En esa misma exageración existía un chocolate llamado Postre, con una muy poco atractiva
envoltura verde olivo, que tenía relleno de chocolate suave, frutas cristalizadas,
pasas y una cantidad de alcohol necesaria para despertar al gene responsable
del alcoholismo en cualquier niño que lo probara.
Algo similar sucedía con todas las marcas y presentaciones
de cerezas en chocolate, las frutas deben haber permanecido décadas absorbiendo
cualquiera que fuera aquel licor, porque en nada sabían a cereza y la azúcar del
chocolate únicamente ayudaba a que el sopor producido por el alcohol lo llevara
a uno como niño a un estado de duermevela que sólo hasta muchos años después
comprendí que era el inició de la embriaguez.
Después habrían de llegar los dulces combinados con
ingredientes efervescentes que hacía que toda una fiesta de niños pareciera la
sala de emergencia de un hospital con críos llenos de espuma en la boca.
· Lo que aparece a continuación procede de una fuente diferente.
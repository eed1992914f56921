//! Media Encoding Engine adapter.
//!
//! The pipeline only talks to [`MediaEngine`]; [`FfmpegEngine`] is the
//! production implementation backed by the FFmpeg CLI.

use std::path::{Path, PathBuf};

use async_trait::async_trait;
use tracing::info;

use crate::command::{FfmpegCommand, FfmpegRunner};
use crate::error::MediaResult;

/// Output frame size for still-image scenes.
pub const FRAME_WIDTH: u32 = 1280;
pub const FRAME_HEIGHT: u32 = 720;
/// Output frame rate for still-image scenes.
pub const FRAME_RATE: u32 = 30;

/// Encoding capabilities the orchestration pipeline depends on.
#[async_trait]
pub trait MediaEngine: Send + Sync {
    /// Loop a video clip (without audio) until it lasts `duration` seconds.
    async fn render_looped_video(
        &self,
        input: &Path,
        output: &Path,
        duration: f64,
    ) -> MediaResult<()>;

    /// Animate a still image into a `duration`-second clip.
    async fn render_still_image(
        &self,
        image: &Path,
        output: &Path,
        duration: f64,
    ) -> MediaResult<()>;

    /// Concatenate segments in list order without re-encoding.
    async fn concat(&self, segments: &[PathBuf], output: &Path) -> MediaResult<()>;

    /// Copy the video stream of `video` and replace its audio with `audio`.
    async fn mux_audio(&self, video: &Path, audio: &Path, output: &Path) -> MediaResult<()>;
}

/// [`MediaEngine`] backed by the `ffmpeg` binary.
#[derive(Debug, Clone, Default)]
pub struct FfmpegEngine {
    runner: FfmpegRunner,
}

impl FfmpegEngine {
    /// Kill any single FFmpeg invocation that runs longer than `secs`.
    pub fn with_timeout(secs: u64) -> Self {
        Self {
            runner: FfmpegRunner::new().with_timeout(secs),
        }
    }
}

#[async_trait]
impl MediaEngine for FfmpegEngine {
    async fn render_looped_video(
        &self,
        input: &Path,
        output: &Path,
        duration: f64,
    ) -> MediaResult<()> {
        info!(
            "Rendering video scene: {} -> {} ({:.2}s)",
            input.display(),
            output.display(),
            duration
        );
        self.runner.run(&looped_video_command(input, output, duration)).await
    }

    async fn render_still_image(
        &self,
        image: &Path,
        output: &Path,
        duration: f64,
    ) -> MediaResult<()> {
        info!(
            "Rendering image scene: {} -> {} ({:.2}s)",
            image.display(),
            output.display(),
            duration
        );
        self.runner.run(&still_image_command(image, output, duration)).await
    }

    async fn concat(&self, segments: &[PathBuf], output: &Path) -> MediaResult<()> {
        let list_path = output.with_extension("concat.txt");
        tokio::fs::write(&list_path, concat_list_body(segments)).await?;

        info!("Concatenating {} segments into {}", segments.len(), output.display());
        let result = self.runner.run(&concat_command(&list_path, output)).await;

        let _ = tokio::fs::remove_file(&list_path).await;
        result
    }

    async fn mux_audio(&self, video: &Path, audio: &Path, output: &Path) -> MediaResult<()> {
        info!("Muxing audio {} into {}", audio.display(), output.display());
        self.runner.run(&mux_audio_command(video, audio, output)).await
    }
}

/// `-stream_loop -1 -i input -an -t duration -c:v libx264 output`
pub fn looped_video_command(input: &Path, output: &Path, duration: f64) -> FfmpegCommand {
    FfmpegCommand::new(output)
        .input_with_args(["-stream_loop", "-1"], input)
        .no_audio()
        .duration(duration)
        .video_codec("libx264")
        .pixel_format("yuv420p")
}

/// Still image fitted into the frame over a blurred, stretched copy of itself.
pub fn still_image_command(image: &Path, output: &Path, duration: f64) -> FfmpegCommand {
    FfmpegCommand::new(output)
        .input_with_args(
            [
                "-loop".to_string(),
                "1".to_string(),
                "-framerate".to_string(),
                format!("1/{}", duration),
            ],
            image,
        )
        .filter_complex(still_image_filter())
        .duration(duration)
        .video_codec("libx264")
        .frame_rate(FRAME_RATE)
        .pixel_format("yuv420p")
}

const FAST_SCALE: &str = "flags=fast_bilinear";
const CENTERED: &str = "x=(main_w-overlay_w)/2:y=(main_h-overlay_h)/2";

/// Filter graph for still-image scenes.
pub fn still_image_filter() -> String {
    let (w, h) = (FRAME_WIDTH, FRAME_HEIGHT);
    [
        format!("[0:v]scale={w}:{h}:force_original_aspect_ratio=decrease:{FAST_SCALE}[scaled]"),
        "[scaled]split[original][copy]".to_string(),
        format!("[copy]scale=32:18:force_original_aspect_ratio=increase:{FAST_SCALE}[scaled_copy]"),
        "[scaled_copy]gblur=sigma=10[blurred]".to_string(),
        format!("[blurred]scale={w}:{h}:{FAST_SCALE}[backdrop]"),
        format!("[backdrop][original]overlay={CENTERED}[overlaid]"),
        "[overlaid]setsar=1".to_string(),
    ]
    .join(";")
}

/// Concat demuxer over a list file, stream copy.
pub fn concat_command(list_path: &Path, output: &Path) -> FfmpegCommand {
    FfmpegCommand::new(output)
        .input_with_args(["-f", "concat", "-safe", "0"], list_path)
        .codec_copy()
}

/// Video copied from the first input, audio from the second re-encoded to AAC.
pub fn mux_audio_command(video: &Path, audio: &Path, output: &Path) -> FfmpegCommand {
    FfmpegCommand::new(output)
        .input(video)
        .input(audio)
        .output_args(["-map", "0:v:0", "-map", "1:a:0"])
        .video_codec("copy")
        .audio_codec("aac")
}

/// Body of a concat demuxer list file.
pub fn concat_list_body(segments: &[PathBuf]) -> String {
    segments
        .iter()
        .map(|p| format!("file '{}'\n", p.to_string_lossy().replace('\'', r"'\''")))
        .collect()
}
Los
duces Selz y las Burbusodas, que además eran picantes por lo que la espuma rojiza hacía
sin duda más dramática la escena.
La llegada del Tratado de Libre Comercio acabó con muchas de
estas empresas y con sabores que a muchos nos remiten a la infancia.
Armando Enríquez Vázquez
1 comentario:
Excelente reseña, esas paletas de anís fue mi primer golosina, eran deliciosas, ojalá y alguna compañía de dulces hagan algunas paletas similares !!